Письмо, полученное Бухгалтером, — он пробежал его тут же, у решетки, где получил, — оказалось самым коротким. Писал отец, с которым они не виделись с тех пор, как сын, даже не простившись, уехал в столицу пытать счастья. Старик в своем щедром благородстве не только прощал сыну тайное бегство, но гордился им, его успехами на поприще политики, его мужеством в единоборстве с такими сильными и жестокими врагами и стойкостью в пытках. Из письма, и без того краткого, цензорские ножницы выхватили больше половины. Осталось лишь начало: «…все родные в добром здравии…» И еще несколько строк, до слез растрогавших сына-узника: «…ездил в Каракас, договорился с кладбищенским сторожем… плачу ему ежемесячно пятьдесят боливаров, чтобы присматривал за могилкой Мерседиты Рамирес, твоей жены… даже цветы меняет на могилке, хоть и не часто…» Какую такую критику, что за секретные сведения мог написать старик, если цензоры оставили от письма лишь четыре строчки? — терялся в догадках Бухгалтер.

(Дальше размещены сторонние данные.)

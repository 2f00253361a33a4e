// In crates/core-types/src/types.rs

use ndarray::{s, Array2, ArrayView1};
use serde::{Deserialize, Serialize};

use crate::{Error, Result};

/// A discrete trading decision derived from a forecast.
#[derive(Debug, Clone, Copy, PartialEq, Eq, Hash, Default, Serialize, Deserialize)]
pub enum Signal {
    Sell,
    #[default]
    Hold,
    Buy,
}

impl Signal {
    /// The numeric encoding used in reports: +1, 0 or -1.
    pub fn value(self) -> i8 {
        match self {
            Signal::Buy => 1,
            Signal::Hold => 0,
            Signal::Sell => -1,
        }
    }

    /// Whether this signal opens or flips a position.
    pub fn is_entry(self) -> bool {
        !matches!(self, Signal::Hold)
    }
}

/// Market exposure held by the simulated strategy.
#[derive(Debug, Clone, Copy, PartialEq, Eq, Hash, Default, Serialize, Deserialize)]
pub enum Position {
    Short,
    #[default]
    Flat,
    Long,
}

impl Position {
    /// The exposure multiplier applied to price changes.
    pub fn direction(self) -> f64 {
        match self {
            Position::Long => 1.0,
            Position::Flat => 0.0,
            Position::Short => -1.0,
        }
    }

    pub fn is_open(self) -> bool {
        !matches!(self, Position::Flat)
    }

    /// The position a signal moves us into, or `None` for a hold.
    pub fn from_signal(signal: Signal) -> Option<Self> {
        match signal {
            Signal::Buy => Some(Position::Long),
            Signal::Sell => Some(Position::Short),
            Signal::Hold => None,
        }
    }
}

/// An ordered multi-feature series. Rows are time steps, column 0 is the price.
#[derive(Debug, Clone, PartialEq, Serialize, Deserialize)]
pub struct TimeSeries {
    columns: Vec<String>,
    values: Array2<f64>,
}

impl TimeSeries {
    pub fn new(columns: Vec<String>, values: Array2<f64>) -> Result<Self> {
        if columns.is_empty() {
            return Err(Error::invalid("a time series needs at least one column"));
        }
        if columns.len() != values.ncols() {
            return Err(Error::invalid(format!(
                "{} column names for a matrix with {} columns",
                columns.len(),
                values.ncols()
            )));
        }
        Ok(Self { columns, values })
    }

    /// Builds a single-column series from raw prices.
    pub fn from_prices(name: impl Into<String>, prices: &[f64]) -> Self {
        let values = Array2::from_shape_fn((prices.len(), 1), |(i, _)| prices[i]);
        Self {
            columns: vec![name.into()],
            values,
        }
    }

    pub fn columns(&self) -> &[String] {
        &self.columns
    }

    pub fn values(&self) -> &Array2<f64> {
        &self.values
    }

    /// Number of time steps.
    pub fn len(&self) -> usize {
        self.values.nrows()
    }

    pub fn is_empty(&self) -> bool {
        self.len() == 0
    }

    pub fn n_features(&self) -> usize {
        self.values.ncols()
    }

    /// The price column (column 0).
    pub fn prices(&self) -> ArrayView1<'_, f64> {
        self.values.column(0)
    }

    /// Returns a copy with the given values, keeping the column names.
    pub fn with_values(&self, values: Array2<f64>) -> Result<Self> {
        Self::new(self.columns.clone(), values)
    }

    /// Splits into owned `[0, at)` and `[at, len)` halves.
    pub fn split_at(&self, at: usize) -> (Self, Self) {
        let at = at.min(self.len());
        let head = self.values.slice(s![..at, ..]).to_owned();
        let tail = self.values.slice(s![at.., ..]).to_owned();
        (
            Self {
                columns: self.columns.clone(),
                values: head,
            },
            Self {
                columns: self.columns.clone(),
                values: tail,
            },
        )
    }
}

Журналисту повезло, он получил сразу три письма. Следуя примеру Врача, он читал их, лежа на койке. Цензура изъяла несколько строк из письма отца и большую часть письма сестер. Лишь то, что писала Милена, оказалось нетронутым, хотя ни одно из сотен писем, розданных в то утро во всех трех бараках тюрьмы, не содержало столько подлежащих запрету сведений, сколько их было в наивном послании Милены. Оно было выдержано в стиле сентиментальной лицеистки и пестрело цитатами из Шелли и Гейне. Журналист от души смеялся, представляя себе туповатый взгляд цензора, с трудом проникающий в риторические дебри, нагроможденные коварной рукой Милены. «…в беспросветной тьме печали засияли наконец всеми цветами радуги и слились в благозвучный аккорд чувства и мнения наших добрых, старых тетушек, чьи распри в прошлом так огорчали меня, что я, помнишь, не раз молила Иисуса Назаретского сотворить чудо их примирения… Тетя Аделия и тетя Консепсьон в полном согласии отужинали вчера у нас дома, в присутствии мамы, и даже целовались, воскрешая незабвенные времена свадьбы тети Урсулы, которая на этот раз пришла с картами для бриджа, уже к сладкому…» В этих милых «сплетнях» таились важные сведения: условия борьбы против диктатуры значительно улучшились после того, как оппозиционные политические партии перестали враждовать между собой, что было на руку их общему врагу, и образовали единый национальный фронт. Слащавый тон письма и ссылки на романтических поэтов — «как любимый нами певец Дюссельдорфа, я твержу по утрам, едва открыв глаза: придешь ли ты, о мое сладкое счастье?» — оказались сильнее проницательности цензоров. Да продлит господь годы жизни этой замечательной женщины!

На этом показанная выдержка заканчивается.